We stayed at one of the most authentically beautiful all-inclusive resorts we had ever seen – Acrotels Pallas Athena. The five-star resort, on the beach of Elia and spread over 30,000 square meters, is all Greek in style. The duplex suites are of traditional stone architecture, and the pool areas and other buildings are a pristine white simple architecture, with an island feel. The food was fresh, plentiful, local, and delicious. This is a perfect spot to have as a home base while you explore Chalkidiki.

We visited the main town of Sithonia, beautiful Nikiti. Slightly inland and built on a hillside, this traditional village among the trees could just as easily be in Pelion. 

Then we took off for an exploration of Kassandra. Chalkidiki’s first leg is famous for its lively atmosphere and great beach bars. But there is a different side to Kassandra. We started in Nea Fokaia, where we saw a Byzantine tower. Less known, but more interesting still, is the holy spring of St. Paul. According to legend, the saint fled here to escape persecution from pagans and he baptized new Christians in a spring, deep within a cave. Water still flows from the holy spring. You can visit, but only it you are willing to pass through a very small tunnel.

We then continued to Afitos. This traditional stone seaside village is mainly built on a cliff high above the beach, looking toward Sithonia. The views are incredible, and the mood relaxed. 

Then we came to a surprise. At the end of the leg we came to Agia Pareskevi. You can smell it before you see it. Amid the thick tall pines are thermal therapeutic springs rich in sulfur. The municipality has built an excellent bathing facility, with a sauna, hamam, and indoor and outdoor pools, perched high above the sea with spectacular views. The water is almost milky, and leaves your skin gloriously soft.

 

Polygyros and Arnea

On the last day of our Chalkidiki trip, we explored the villages of the more mountainous inland. Here, we saw monuments of the Greek War of Independence. We also marvelled at the scenery – rolling hills and thick forests. Arnea is a refreshing town, with abundant cool water flowing from a plane tree in the central square, and sellers of local (excellent) honey. Arnea is all traditional stone architecture.

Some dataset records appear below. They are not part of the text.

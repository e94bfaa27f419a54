use thiserror::Error;

#[derive(Debug, Error)]
pub enum GitHubError {
    #[error("HTTP error: {0}")]
    Http(#[from] reqwest::Error),

    #[error("GitHub API returned {status} for {url}: {message}")]
    Status {
        status: u16,
        url: String,
        message: String,
    },

    #[error("no GitHub token found: set GH_TOKEN or GITHUB_TOKEN, or run `gh auth login`")]
    MissingToken,

    #[error("`gh auth token` failed: {0}")]
    TokenCommand(String),

    #[error("I/O error: {0}")]
    Io(#[from] std::io::Error),
}

impl GitHubError {
    /// HTTP status code for `Status` errors.
    pub fn status(&self) -> Option<u16> {
        match self {
            Self::Status { status, .. } => Some(*status),
            Self::Http(e) => e.status().map(|s| s.as_u16()),
            _ => None,
        }
    }
}
use chrono::{DateTime, Utc};
use serde::{Deserialize, Deserializer, Serialize};

/// Treat an explicit JSON `null` the same as a missing field.
fn null_default<'de, D, T>(d: D) -> Result<T, D::Error>
where
    D: Deserializer<'de>,
    T: Default + Deserialize<'de>,
{
    Ok(Option::<T>::deserialize(d)?.unwrap_or_default())
}

// ─── Notifications ────────────────────────────────────────────────────────

/// One thread from `GET /notifications`.
#[derive(Debug, Clone, Deserialize, Serialize)]
pub struct Notification {
    /// Thread id, only meaningful to `PATCH /notifications/threads/{id}`.
    pub id: String,
    #[serde(default)]
    pub unread: bool,
    #[serde(default, deserialize_with = "null_default")]
    pub reason: String,
    pub subject: Subject,
    pub repository: Repository,
    #[serde(default)]
    pub updated_at: Option<DateTime<Utc>>,
}

#[derive(Debug, Clone, Deserialize, Serialize)]
pub struct Subject {
    #[serde(default, deserialize_with = "null_default")]
    pub title: String,
    /// API URL of the subject (`…/issues/42`, `…/pulls/7`, `…/releases/1`).
    /// `null` for some subject types such as discussions.
    #[serde(default)]
    pub url: Option<String>,
    /// `Issue`, `PullRequest`, `Release`, `Discussion`, `CheckSuite`, …
    #[serde(rename = "type")]
    pub kind: String,
}

#[derive(Debug, Clone, Deserialize, Serialize)]
pub struct Repository {
    pub name: String,
    #[serde(default)]
    pub full_name: Option<String>,
    pub owner: User,
    #[serde(default, deserialize_with = "null_default")]
    pub html_url: String,
}

// ─── Users / labels / teams ───────────────────────────────────────────────

#[derive(Debug, Clone, Default, Deserialize, Serialize)]
pub struct User {
    pub login: String,
}

#[derive(Debug, Clone, Deserialize, Serialize)]
pub struct Label {
    pub name: String,
}

#[derive(Debug, Clone, Deserialize, Serialize)]
pub struct Team {
    pub name: String,
    #[serde(default)]
    pub slug: Option<String>,
}

// ─── Issues / pull requests ───────────────────────────────────────────────

/// `GET /repos/{owner}/{repo}/issues/{number}`
#[derive(Debug, Clone, Deserialize, Serialize)]
pub struct Issue {
    pub number: u64,
    #[serde(default, deserialize_with = "null_default")]
    pub html_url: String,
    /// `open` or `closed`.
    pub state: String,
    #[serde(default)]
    pub closed_at: Option<DateTime<Utc>>,
    #[serde(default, deserialize_with = "null_default")]
    pub labels: Vec<Label>,
    #[serde(default, deserialize_with = "null_default")]
    pub assignees: Vec<User>,
    #[serde(default)]
    pub user: Option<User>,
}

/// `GET /repos/{owner}/{repo}/pulls/{number}`
#[derive(Debug, Clone, Deserialize, Serialize)]
pub struct PullRequest {
    pub number: u64,
    #[serde(default, deserialize_with = "null_default")]
    pub html_url: String,
    pub state: String,
    #[serde(default, deserialize_with = "null_default")]
    pub draft: bool,
    #[serde(default, deserialize_with = "null_default")]
    pub merged: bool,
    /// `null` while GitHub is still computing mergeability.
    #[serde(default)]
    pub mergeable: Option<bool>,
    #[serde(default)]
    pub mergeable_state: Option<String>,
    #[serde(default)]
    pub closed_at: Option<DateTime<Utc>>,
    #[serde(default, deserialize_with = "null_default")]
    pub labels: Vec<Label>,
    #[serde(default, deserialize_with = "null_default")]
    pub requested_reviewers: Vec<User>,
    #[serde(default, deserialize_with = "null_default")]
    pub requested_teams: Vec<Team>,
    #[serde(default, deserialize_with = "null_default")]
    pub assignees: Vec<User>,
    #[serde(default)]
    pub user: Option<User>,
    pub head: CommitRef,
}

#[derive(Debug, Clone, Deserialize, Serialize)]
pub struct CommitRef {
    pub sha: String,
    #[serde(default, rename = "ref")]
    pub git_ref: Option<String>,
}

/// One entry of `GET /repos/{owner}/{repo}/pulls/{number}/reviews`.
#[derive(Debug, Clone, Deserialize, Serialize)]
pub struct Review {
    #[serde(default)]
    pub id: u64,
    /// `APPROVED`, `CHANGES_REQUESTED`, `COMMENTED`, `DISMISSED`, `PENDING`.
    pub state: String,
    /// Absent for pending reviews.
    #[serde(default)]
    pub submitted_at: Option<DateTime<Utc>>,
    #[serde(default)]
    pub user: Option<User>,
}

// ─── CI signals ───────────────────────────────────────────────────────────

/// `GET /repos/{owner}/{repo}/commits/{ref}/status`
#[derive(Debug, Clone, Default, Deserialize, Serialize)]
pub struct CombinedStatus {
    #[serde(default, deserialize_with = "null_default")]
    pub state: String,
    #[serde(default, deserialize_with = "null_default")]
    pub statuses: Vec<CommitStatus>,
}

#[derive(Debug, Clone, Deserialize, Serialize)]
pub struct CommitStatus {
    /// `error`, `failure`, `pending` or `success`.
    pub state: String,
    #[serde(default, deserialize_with = "null_default")]
    pub context: String,
}

/// `GET /repos/{owner}/{repo}/commits/{ref}/check-runs`
#[derive(Debug, Clone, Default, Deserialize, Serialize)]
pub struct CheckRunList {
    #[serde(default)]
    pub total_count: u64,
    #[serde(default, deserialize_with = "null_default")]
    pub check_runs: Vec<CheckRun>,
}

#[derive(Debug, Clone, Deserialize, Serialize)]
pub struct CheckRun {
    #[serde(default, deserialize_with = "null_default")]
    pub name: String,
    /// `queued`, `in_progress` or `completed`.
    pub status: String,
    /// Only set once `status == "completed"`.
    #[serde(default)]
    pub conclusion: Option<String>,
}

A highlight of Arnea is the Church of Agios Stefanos. After a fire, the restoration revealed the ruins of a 4th century Christian Basilica, later Basilicas, and a number of tombs. These are visible through the glass floor of the Church.

 

Polygyros

Chalkidiki’s capital is not by the sea but at the foot of the slopes of green Mt. Holomondas. Polygyros is a lovely – and lively – town centers around the park of six springs.

Our trip of the urban centers of Northern Greece confirmed for us once again that Greece has so much more to offer the visitor than beaches and an endless summer. We saw some fascinating and refreshing destinations that are worth visiting in any month of the year.